Squash report card: Improvements during State of the Union … and how humans will make our AI smarter
We've had some encouraging improvements in the AI powering our experimental fact-checking technology. But to make Squash smarter, we're calling in a human.
By Bill Adair – February 23, 2020 | Print this article
Squash, the experimental pop-up fact-checking product of the Reporters’ Lab, is getting better.
Our live test during the State of the Union address on Feb. 4 showed significant improvement over our inaugural test last year. Squash popped up 14 relevant fact-checks on the screen, up from just six last year.
That improvement matches a general trend we’ve seen in our testing. We’ve had a higher rate of relevant matches when we use Squash on videos of debates and speeches.
But we still have a long way to go. This month’s State of the Union speech also had 20 non-relevant matches, which means Squash displayed fact-checks that weren’t related to what the president said. If you’d been watching at that moment, you probably would have thought, “What is Squash thinking?”

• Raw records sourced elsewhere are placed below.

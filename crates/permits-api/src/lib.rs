//! # permits-api: Axum API Service for the County Permits Portal
//!
//! Citizens apply for business permits with their supporting documents,
//! officers review them, and approved applications are paid for through an
//! external payment collaborator. Every status change is recorded and shown
//! back as a timeline.
//!
//! ## API Surface
//!
//! | Prefix                         | Module                     | Domain          |
//! |--------------------------------|----------------------------|-----------------|
//! | `/v1/permit-types*`            | [`routes::permits`]        | Catalog         |
//! | `/v1/users*`                   | [`routes::users`]          | Accounts        |
//! | `/v1/applications*`            | [`routes::applications`]   | Applications    |
//! | `/v1/dashboard`, `/v1/officer/*` | [`routes::officer`]      | Dashboards      |
//! | `/v1/applications/{n}/payment`, `/v1/payments/callback` | [`routes::payments`] | Payments |
//!
//! ## Middleware Stack (execution order)
//!
//! ```text
//! TraceLayer → MetricsMiddleware → AuthMiddleware → Handler
//! ```
//!
//! Health probes, `/metrics` and the payment callback sit outside bearer
//! auth. The callback carries its own signature check.

pub mod auth;
pub mod config;
pub mod error;
pub mod extractors;
pub mod middleware;
pub mod model;
pub mod openapi;
pub mod routes;
pub mod service;
pub mod state;
pub mod store;

use axum::extract::State;
use axum::http::StatusCode;
use axum::middleware::from_fn;
use axum::response::{IntoResponse, Response};
use axum::routing::get;
use axum::Router;
use tower_http::trace::TraceLayer;

use crate::auth::AuthConfig;
use crate::state::AppState;

/// Assemble the full application router.
pub fn app(state: AppState) -> Router {
    let auth_config = AuthConfig {
        token: state.config.auth_token.clone(),
    };

    let api = Router::new()
        .merge(routes::permits::router())
        .merge(routes::users::router())
        .merge(routes::applications::router())
        .merge(routes::officer::router())
        .merge(routes::payments::router())
        .merge(openapi::router())
        .layer(from_fn(auth::auth_middleware))
        .layer(axum::Extension(auth_config));

    let public = Router::new()
        .route("/health/liveness", get(liveness))
        .route("/health/readiness", get(readiness))
        .route("/metrics", get(render_metrics))
        .merge(routes::payments::callback_router());

    Router::new()
        .merge(public)
        .merge(api)
        .layer(from_fn(middleware::metrics::metrics_middleware))
        .layer(TraceLayer::new_for_http())
        .with_state(state)
}

async fn liveness() -> &'static str {
    "ok"
}

/// Ready once the store answers.
async fn readiness(State(state): State<AppState>) -> Response {
    match state.service.store().ping().await {
        Ok(()) => (StatusCode::OK, "ready").into_response(),
        Err(e) => {
            tracing::warn!(error = %e, "readiness check failed");
            (StatusCode::SERVICE_UNAVAILABLE, "store unavailable").into_response()
        }
    }
}

async fn render_metrics(State(state): State<AppState>) -> Response {
    match &state.metrics {
        Some(handle) => (
            [(
                axum::http::header::CONTENT_TYPE,
                "text/plain; version=0.0.4",
            )],
            handle.render(),
        )
            .into_response(),
        None => (StatusCode::NOT_FOUND, "metrics recorder not installed").into_response(),
    }
}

We’re now going to try two ways to make Squash smarter: a new subject tagging system that will be based on a wonderfully addictive game developed by our lead technologist Chris Guess; and a new interface that will bring humans into the live decision-making. Squash will recommend fact-checks to display, but an editor will make the final judgment.
Some background in case you’re new to our project: Squash, part of the Lab’s Tech & Check Cooperative, is a revolutionary new product that displays fact-checks on a video screen during a debate or political speech. Squash “hears” what politicians say, converts their speech to text and then searches a database of previously published fact-checks for one that’s related. When Squash finds one, it displays a summary on the screen.

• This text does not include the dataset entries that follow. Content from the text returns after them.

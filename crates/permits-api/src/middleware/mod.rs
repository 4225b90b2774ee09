//! # Middleware
//!
//! - `metrics`: per-route request counters and latency histogram.

pub mod metrics;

For our latest tests, we’ve been using Elasticsearch, a tool for building search engines that we’ve made smarter with two filters: ClaimBuster, an algorithm that identifies factual claims, and a large set of common synonyms. ClaimBuster helps Squash avoid wasting time and effort on sentences that aren’t factual claims, and the synonyms help it make better matches.

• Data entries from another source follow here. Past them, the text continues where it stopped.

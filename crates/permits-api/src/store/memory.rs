//! In-memory [`PermitStore`].
//!
//! All tables sit behind one `parking_lot::RwLock`. The lock is never held
//! across an `.await`, and every multi-row write happens under a single
//! write guard, so readers never observe half of a submission.

use std::collections::HashMap;

use async_trait::async_trait;
use parking_lot::RwLock;

use permits_core::{ApplicationId, ApplicationNumber, PermitTypeId, Timestamp, UserId};
use permits_state::{
    Application, ApplicationStatus, Document, PermitType, PermitTypeSpec, StatusHistoryEvent,
};

use super::{NewApplication, PermitStore, StoreError, TransitionWrite};
use crate::model::{ApplicationFilter, Payment, User};

#[derive(Debug, Default)]
struct Tables {
    users: HashMap<UserId, User>,
    permit_types: HashMap<PermitTypeId, PermitType>,
    applications: HashMap<ApplicationId, Application>,
    numbers: HashMap<ApplicationNumber, ApplicationId>,
    documents: HashMap<ApplicationId, Vec<Document>>,
    history: HashMap<ApplicationId, Vec<StatusHistoryEvent>>,
    /// Keyed by transaction id.
    payments: HashMap<String, Payment>,
}

impl Tables {
    fn upsert_permit_type(&mut self, spec: PermitTypeSpec, now: Timestamp) -> PermitType {
        if let Some(existing) = self.permit_types.values_mut().find(|p| p.name == spec.name) {
            existing.apply_spec(spec, now);
            return existing.clone();
        }
        let permit = PermitType::from_spec(spec, now);
        self.permit_types.insert(permit.id, permit.clone());
        permit
    }

    fn record_payment(&mut self, payment: &Payment) -> Result<(), StoreError> {
        if self.payments.contains_key(&payment.transaction_id) {
            return Err(StoreError::Duplicate("transaction_id".into()));
        }
        self.payments
            .insert(payment.transaction_id.clone(), payment.clone());
        Ok(())
    }
}

/// Store holding every table in process memory.
#[derive(Debug)]
pub struct MemoryStore {
    tables: RwLock<Tables>,
}

impl MemoryStore {
    /// An empty store with only the system user.
    pub fn new() -> Self {
        let mut tables = Tables::default();
        let system = User::system(Timestamp::now());
        tables.users.insert(system.id, system);
        Self {
            tables: RwLock::new(tables),
        }
    }

    /// A store seeded with the given catalog.
    pub fn with_catalog(specs: impl IntoIterator<Item = PermitTypeSpec>) -> Self {
        let store = Self::new();
        {
            let now = Timestamp::now();
            let mut tables = store.tables.write();
            for spec in specs {
                tables.upsert_permit_type(spec, now);
            }
        }
        store
    }
}

impl Default for MemoryStore {
    fn default() -> Self {
        Self::new()
    }
}

#[async_trait]
impl PermitStore for MemoryStore {
    async fn ping(&self) -> Result<(), StoreError> {
        Ok(())
    }

    async fn list_permit_types(&self, active_only: bool) -> Result<Vec<PermitType>, StoreError> {
        let tables = self.tables.read();
        let mut permits: Vec<PermitType> = tables
            .permit_types
            .values()
            .filter(|p| !active_only || p.is_active)
            .cloned()
            .collect();
        permits.sort_by(|a, b| a.name.cmp(&b.name));
        Ok(permits)
    }

    async fn get_permit_type(&self, id: PermitTypeId) -> Result<Option<PermitType>, StoreError> {
        Ok(self.tables.read().permit_types.get(&id).cloned())
    }

    async fn upsert_permit_type(
        &self,
        spec: PermitTypeSpec,
        now: Timestamp,
    ) -> Result<PermitType, StoreError> {
        Ok(self.tables.write().upsert_permit_type(spec, now))
    }

    async fn insert_user(&self, user: &User) -> Result<(), StoreError> {
        let mut tables = self.tables.write();
        if tables.users.contains_key(&user.id) {
            return Err(StoreError::Duplicate("users_pkey".into()));
        }
        if tables
            .users
            .values()
            .any(|u| u.email.eq_ignore_ascii_case(&user.email))
        {
            return Err(StoreError::Duplicate("users_email_key".into()));
        }
        tables.users.insert(user.id, user.clone());
        Ok(())
    }

    async fn get_user(&self, id: UserId) -> Result<Option<User>, StoreError> {
        Ok(self.tables.read().users.get(&id).cloned())
    }

    async fn user_names(&self, ids: &[UserId]) -> Result<HashMap<UserId, String>, StoreError> {
        let tables = self.tables.read();
        Ok(ids
            .iter()
            .filter_map(|id| tables.users.get(id).map(|u| (*id, u.display_name())))
            .collect())
    }

    async fn insert_application(&self, new: NewApplication) -> Result<(), StoreError> {
        let mut tables = self.tables.write();
        let NewApplication {
            application,
            documents,
            event,
        } = new;
        if tables.numbers.contains_key(&application.application_number) {
            return Err(StoreError::Duplicate("applications_application_number_key".into()));
        }
        tables
            .numbers
            .insert(application.application_number.clone(), application.id);
        tables.documents.insert(application.id, documents);
        tables.history.insert(application.id, vec![event]);
        tables.applications.insert(application.id, application);
        Ok(())
    }

    async fn get_application(
        &self,
        number: &ApplicationNumber,
    ) -> Result<Option<Application>, StoreError> {
        let tables = self.tables.read();
        Ok(tables
            .numbers
            .get(number)
            .and_then(|id| tables.applications.get(id))
            .cloned())
    }

    async fn list_applications(
        &self,
        filter: &ApplicationFilter,
    ) -> Result<Vec<Application>, StoreError> {
        let tables = self.tables.read();
        let mut apps: Vec<Application> = tables
            .applications
            .values()
            .filter(|a| {
                filter.matches(
                    a.user_id,
                    a.status,
                    a.permit_type_id,
                    a.application_number.as_str(),
                    &a.business.business_name,
                )
            })
            .cloned()
            .collect();
        apps.sort_by(|a, b| {
            b.created_at
                .cmp(&a.created_at)
                .then_with(|| b.application_number.cmp(&a.application_number))
        });
        Ok(apps)
    }

    async fn list_documents(&self, id: ApplicationId) -> Result<Vec<Document>, StoreError> {
        Ok(self
            .tables
            .read()
            .documents
            .get(&id)
            .cloned()
            .unwrap_or_default())
    }

    async fn list_history(
        &self,
        id: ApplicationId,
    ) -> Result<Vec<StatusHistoryEvent>, StoreError> {
        Ok(self.tables.read().history.get(&id).cloned().unwrap_or_default())
    }

    async fn apply_transition(&self, write: TransitionWrite) -> Result<(), StoreError> {
        let mut tables = self.tables.write();
        let id = write.application.id;
        let stored_version = tables
            .applications
            .get(&id)
            .map(|a| a.version)
            .ok_or_else(|| StoreError::NotFound(format!("application {id}")))?;
        if stored_version != write.expected_version {
            return Err(StoreError::VersionConflict);
        }
        if let Some(payment) = &write.payment {
            tables.record_payment(payment)?;
        }
        tables
            .documents
            .entry(id)
            .or_default()
            .extend(write.documents);
        tables.history.entry(id).or_default().push(write.event);
        tables.applications.insert(id, write.application);
        Ok(())
    }

    async fn count_transitions_since(
        &self,
        status: ApplicationStatus,
        since: Timestamp,
    ) -> Result<i64, StoreError> {
        let tables = self.tables.read();
        let count = tables
            .history
            .values()
            .flatten()
            .filter(|e| e.status == status && e.created_at >= since)
            .count();
        Ok(count as i64)
    }

    async fn find_payment(&self, transaction_id: &str) -> Result<Option<Payment>, StoreError> {
        Ok(self.tables.read().payments.get(transaction_id).cloned())
    }

    async fn insert_payment(&self, payment: &Payment) -> Result<(), StoreError> {
        self.tables.write().record_payment(payment)
    }
}

#[cfg(test)]
mod tests {
    use super::*;
    use permits_core::{BusinessDetails, BusinessDetailsInput, Role};
    use permits_state::{default_catalog, Actor};

    fn business(name: &str) -> BusinessDetails {
        BusinessDetails::parse(BusinessDetailsInput {
            business_name: name.into(),
            business_type: "Retail".into(),
            phone_number: "+254712345678".into(),
            national_id: "12345678".into(),
            business_address: "Main Street".into(),
        })
        .unwrap()
    }

    async fn seeded() -> (MemoryStore, PermitType) {
        let store = MemoryStore::with_catalog(default_catalog());
        let permit = store
            .list_permit_types(true)
            .await
            .unwrap()
            .into_iter()
            .find(|p| p.name == "Business License")
            .unwrap();
        (store, permit)
    }

    async fn insert(store: &MemoryStore, permit: &PermitType, name: &str) -> Application {
        let (application, event) =
            Application::submitted(UserId::new(), permit, business(name), Timestamp::now())
                .unwrap();
        store
            .insert_application(NewApplication {
                application: application.clone(),
                documents: vec![],
                event,
            })
            .await
            .unwrap();
        application
    }

    #[tokio::test]
    async fn system_user_is_seeded() {
        let store = MemoryStore::new();
        let names = store.user_names(&[UserId::system()]).await.unwrap();
        assert_eq!(names[&UserId::system()], "County System");
    }

    #[tokio::test]
    async fn reseeding_keeps_identity() {
        let (store, permit) = seeded().await;
        let mut spec = default_catalog().remove(0);
        spec.description = "Updated".into();
        let updated = store.upsert_permit_type(spec, Timestamp::now()).await.unwrap();
        assert_eq!(updated.id, permit.id);
        assert_eq!(store.list_permit_types(false).await.unwrap().len(), 6);
    }

    #[tokio::test]
    async fn duplicate_number_writes_nothing() {
        let (store, permit) = seeded().await;
        let first = insert(&store, &permit, "First").await;
        let (mut second, event) =
            Application::submitted(UserId::new(), &permit, business("Second"), Timestamp::now())
                .unwrap();
        second.application_number = first.application_number.clone();
        let err = store
            .insert_application(NewApplication {
                application: second.clone(),
                documents: vec![],
                event,
            })
            .await
            .unwrap_err();
        assert!(matches!(err, StoreError::Duplicate(_)));
        assert!(store.list_history(second.id).await.unwrap().is_empty());
    }

    #[tokio::test]
    async fn stale_version_is_a_conflict() {
        let (store, permit) = seeded().await;
        let stored = insert(&store, &permit, "Shop").await;
        let officer = Actor::new(UserId::new(), Role::Officer);

        let mut first = stored.clone();
        let event = first
            .transition(officer, ApplicationStatus::UnderReview, None, Timestamp::now())
            .unwrap();
        store
            .apply_transition(TransitionWrite {
                application: first,
                expected_version: stored.version,
                documents: vec![],
                event,
                payment: None,
            })
            .await
            .unwrap();

        let mut second = stored.clone();
        let event = second
            .transition(
                officer,
                ApplicationStatus::PaymentPending,
                None,
                Timestamp::now(),
            )
            .unwrap();
        let err = store
            .apply_transition(TransitionWrite {
                application: second,
                expected_version: stored.version,
                documents: vec![],
                event,
                payment: None,
            })
            .await
            .unwrap_err();
        assert_eq!(err, StoreError::VersionConflict);
        assert_eq!(store.list_history(stored.id).await.unwrap().len(), 2);
    }

    #[tokio::test]
    async fn list_filters_and_orders_newest_first() {
        let (store, permit) = seeded().await;
        insert(&store, &permit, "Alpha Traders").await;
        let later = insert(&store, &permit, "Beta Bakery").await;

        let all = store
            .list_applications(&ApplicationFilter::default())
            .await
            .unwrap();
        assert_eq!(all.len(), 2);
        assert!(all[0].created_at >= all[1].created_at);

        let found = store
            .list_applications(&ApplicationFilter {
                search: Some("bakery".into()),
                ..ApplicationFilter::default()
            })
            .await
            .unwrap();
        assert_eq!(found.len(), 1);
        assert_eq!(found[0].id, later.id);
    }

    #[tokio::test]
    async fn duplicate_email_rejected() {
        let store = MemoryStore::new();
        let mut user = User::system(Timestamp::now());
        user.id = UserId::new();
        user.role = Role::Citizen;
        user.email = "SYSTEM@county.local".into();
        let err = store.insert_user(&user).await.unwrap_err();
        assert!(matches!(err, StoreError::Duplicate(_)));
    }
}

Guess, assisted by project manager Erica Ryan and student developers Jack Proudfoot and Sanha Lim, will soon be testing a new way of matching that uses natural language processing based on the subject of the fact-check. We believe that we’ll get more relevant matches if the matching is based on subjects rather than just the words in the politicians’ claims.
But to make that possible, we have to put subject tags on thousands of fact-checks in our ClaimReview database. So Guess has created a game called Caucus that displays a fact-check on your phone and then asks you to assign subject tags to it. The game is oddly addictive. Every time you submit one, you want to do another…and another. Guess has a leaderboard so we can keep track of who is tagging the most fact-checks. We’re testing the game with our students and staff, but hope to make it public soon.
We’ve also decided that Squash needs a little human help. Guess, working with our student developer Matt O’Boyle, is building an interface for human editors to control which matches actually pop up on users’ screens.
The new interface would let them review the fact-check that Squash recommends and decide whether to let it pop up on the screen, which should help us filter out most of the unrelated matches.
That should eliminate the slightly embarrassing problem when Squash makes a match that is comically bad. (My favorite: one from last year’s State of the Union when Squash matched the president’s line about men walking on the moon with a fact-check on how long it takes to get a permit to build a road.)
Assuming the new interface works relatively well, we’ll try to do a public demo of Squash this summer.
Slowly but steadily, we are making progress. Watch for more improvements soon.